**Exercise goal**
Copy out, from the entries below, each line holding the string "bool".

(Stored records)
• • • • •
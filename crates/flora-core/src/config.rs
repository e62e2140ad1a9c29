//! Adapter network configuration.

use std::path::Path;

use serde::{Deserialize, Serialize};
use tracing::debug;

use crate::{FloraError, Result, TrainBlocks};

/// Static Flux block sizes used to partition fused projections.
#[derive(Debug, Clone, Copy, PartialEq, Eq, Serialize, Deserialize)]
pub struct FluxBlockDims {
    /// Width of one attention projection (q, k or v).
    #[serde(default = "default_hidden_size")]
    pub hidden_size: usize,

    /// Width of the MLP input fused into single-stream `linear1`.
    #[serde(default = "default_mlp_hidden")]
    pub mlp_hidden: usize,
}

impl Default for FluxBlockDims {
    fn default() -> Self {
        Self {
            hidden_size: default_hidden_size(),
            mlp_hidden: default_mlp_hidden(),
        }
    }
}

/// Differentiated learning-rate ratios for up projections (LoRA+).
#[derive(Debug, Clone, Copy, PartialEq, Default, Serialize, Deserialize)]
pub struct LoraPlusRatios {
    /// Ratio used when no family-specific ratio is set.
    #[serde(default)]
    pub default: Option<f64>,

    /// Backbone-specific ratio.
    #[serde(default)]
    pub unet: Option<f64>,

    /// Text-encoder-specific ratio.
    #[serde(default)]
    pub text_encoder: Option<f64>,
}

impl LoraPlusRatios {
    /// Whether any ratio is configured.
    #[must_use]
    pub fn is_set(&self) -> bool {
        self.default.is_some() || self.unet.is_some() || self.text_encoder.is_some()
    }

    /// Effective backbone ratio.
    #[must_use]
    pub fn unet_ratio(&self) -> Option<f64> {
        self.unet.or(self.default)
    }

    /// Effective text-encoder ratio.
    #[must_use]
    pub fn text_encoder_ratio(&self) -> Option<f64> {
        self.text_encoder.or(self.default)
    }
}

/// Configuration of a low-rank adapter network.
#[derive(Debug, Clone, Serialize, Deserialize)]
pub struct NetworkConfig {
    /// Global output multiplier.
    #[serde(default = "default_multiplier")]
    pub multiplier: f32,

    /// Rank for linear and 1x1 convolution targets.
    #[serde(default = "default_rank")]
    pub rank: usize,

    /// Alpha for linear and 1x1 convolution targets.
    #[serde(default = "default_alpha")]
    pub alpha: f32,

    /// Rank for k x k convolution targets. Unset skips them.
    #[serde(default)]
    pub conv_rank: Option<usize>,

    /// Alpha for k x k convolution targets.
    #[serde(default)]
    pub conv_alpha: Option<f32>,

    /// Input dropout probability.
    #[serde(default)]
    pub dropout: Option<f32>,

    /// Rank-channel dropout probability.
    #[serde(default)]
    pub rank_dropout: Option<f32>,

    /// Whole-module dropout probability.
    #[serde(default)]
    pub module_dropout: Option<f32>,

    /// Backbone block families to train.
    #[serde(default)]
    pub train_blocks: TrainBlocks,

    /// Model fused QKV projections as separate branches.
    #[serde(default)]
    pub split_qkv: bool,

    /// Also attach adapters to the T5-XXL text encoder.
    #[serde(default)]
    pub train_t5xxl: bool,

    /// LoRA+ learning-rate ratios.
    #[serde(default)]
    pub loraplus: LoraPlusRatios,

    /// Flux block sizes.
    #[serde(default)]
    pub block_dims: FluxBlockDims,

    /// Log skipped layers.
    #[serde(default)]
    pub verbose: bool,
}

impl Default for NetworkConfig {
    fn default() -> Self {
        Self {
            multiplier: default_multiplier(),
            rank: default_rank(),
            alpha: default_alpha(),
            conv_rank: None,
            conv_alpha: None,
            dropout: None,
            rank_dropout: None,
            module_dropout: None,
            train_blocks: TrainBlocks::default(),
            split_qkv: false,
            train_t5xxl: false,
            loraplus: LoraPlusRatios::default(),
            block_dims: FluxBlockDims::default(),
            verbose: false,
        }
    }
}

impl NetworkConfig {
    /// Load configuration from a YAML or JSON file, chosen by extension.
    pub fn from_file(path: impl AsRef<Path>) -> Result<Self> {
        let path = path.as_ref();
        let content = std::fs::read_to_string(path)?;
        let config = match path.extension().and_then(|e| e.to_str()) {
            Some("json") => Self::from_json(&content)?,
            Some("yaml") | Some("yml") => Self::from_yaml(&content)?,
            other => {
                return Err(FloraError::Config(format!(
                    "unsupported config extension: {other:?}"
                )))
            }
        };
        config.validate()?;
        Ok(config)
    }

    /// Parse configuration from a YAML string.
    pub fn from_yaml(yaml: &str) -> Result<Self> {
        Ok(serde_yaml::from_str(yaml)?)
    }

    /// Parse configuration from a JSON string.
    pub fn from_json(json: &str) -> Result<Self> {
        Ok(serde_json::from_str(json)?)
    }

    /// Apply `key=value` network arguments on top of this configuration.
    ///
    /// Accepts the argument names used by sd-scripts style trainers
    /// (`conv_dim`, `conv_alpha`, `rank_dropout`, `module_dropout`,
    /// `train_blocks`, `split_qkv`, `train_t5xxl`, `loraplus_lr_ratio`,
    /// `loraplus_unet_lr_ratio`, `loraplus_text_encoder_lr_ratio`, `verbose`).
    pub fn apply_network_args<I, S>(&mut self, args: I) -> Result<()>
    where
        I: IntoIterator<Item = S>,
        S: AsRef<str>,
    {
        for arg in args {
            let arg = arg.as_ref();
            let (key, value) = arg.split_once('=').ok_or_else(|| {
                FloraError::InvalidArgument(format!("network arg must be key=value: {arg}"))
            })?;
            let (key, value) = (key.trim(), value.trim());
            debug!("network arg {key}={value}");

            match key {
                "conv_dim" => {
                    self.conv_rank = Some(parse_value(key, value)?);
                    if self.conv_alpha.is_none() {
                        self.conv_alpha = Some(1.0);
                    }
                }
                "conv_alpha" => self.conv_alpha = Some(parse_value(key, value)?),
                "dropout" => self.dropout = Some(parse_value(key, value)?),
                "rank_dropout" => self.rank_dropout = Some(parse_value(key, value)?),
                "module_dropout" => self.module_dropout = Some(parse_value(key, value)?),
                "train_blocks" => self.train_blocks = value.parse()?,
                "split_qkv" => self.split_qkv = value == "True" || value == "true",
                "train_t5xxl" => self.train_t5xxl = value == "True" || value == "true",
                "verbose" => self.verbose = value == "True" || value == "true",
                "loraplus_lr_ratio" => self.loraplus.default = Some(parse_value(key, value)?),
                "loraplus_unet_lr_ratio" => self.loraplus.unet = Some(parse_value(key, value)?),
                "loraplus_text_encoder_lr_ratio" => {
                    self.loraplus.text_encoder = Some(parse_value(key, value)?)
                }
                other => {
                    return Err(FloraError::InvalidArgument(format!(
                        "unknown network arg: {other}"
                    )))
                }
            }
        }
        Ok(())
    }

    /// Alpha for k x k convolutions, defaulting to 1.0 when a conv rank is set.
    #[must_use]
    pub fn effective_conv_alpha(&self) -> Option<f32> {
        self.conv_rank.map(|_| self.conv_alpha.unwrap_or(1.0))
    }

    /// Validate the configuration.
    pub fn validate(&self) -> Result<()> {
        if self.rank == 0 {
            return Err(FloraError::Config("rank must be positive".into()));
        }
        if self.conv_rank == Some(0) {
            return Err(FloraError::Config("conv_rank must be positive".into()));
        }
        for (name, p) in [
            ("dropout", self.dropout),
            ("rank_dropout", self.rank_dropout),
            ("module_dropout", self.module_dropout),
        ] {
            if let Some(p) = p {
                if !(0.0..1.0).contains(&p) {
                    return Err(FloraError::Config(format!(
                        "{name} must be in [0, 1), got {p}"
                    )));
                }
            }
        }
        let dims = self.block_dims;
        if dims.hidden_size == 0 || dims.mlp_hidden == 0 {
            return Err(FloraError::Config("block dims must be positive".into()));
        }
        Ok(())
    }
}

fn parse_value<T: std::str::FromStr>(key: &str, value: &str) -> Result<T> {
    value
        .parse()
        .map_err(|_| FloraError::InvalidArgument(format!("invalid value for {key}: {value}")))
}

// Default value functions
fn default_multiplier() -> f32 {
    1.0
}
fn default_rank() -> usize {
    4
}
fn default_alpha() -> f32 {
    1.0
}
fn default_hidden_size() -> usize {
    3072
}
fn default_mlp_hidden() -> usize {
    12288
}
• • • • •
**Result of the exercise**
    pub fn is_set(&self) -> bool {
    pub split_qkv: bool,
    pub train_t5xxl: bool,
    pub verbose: bool,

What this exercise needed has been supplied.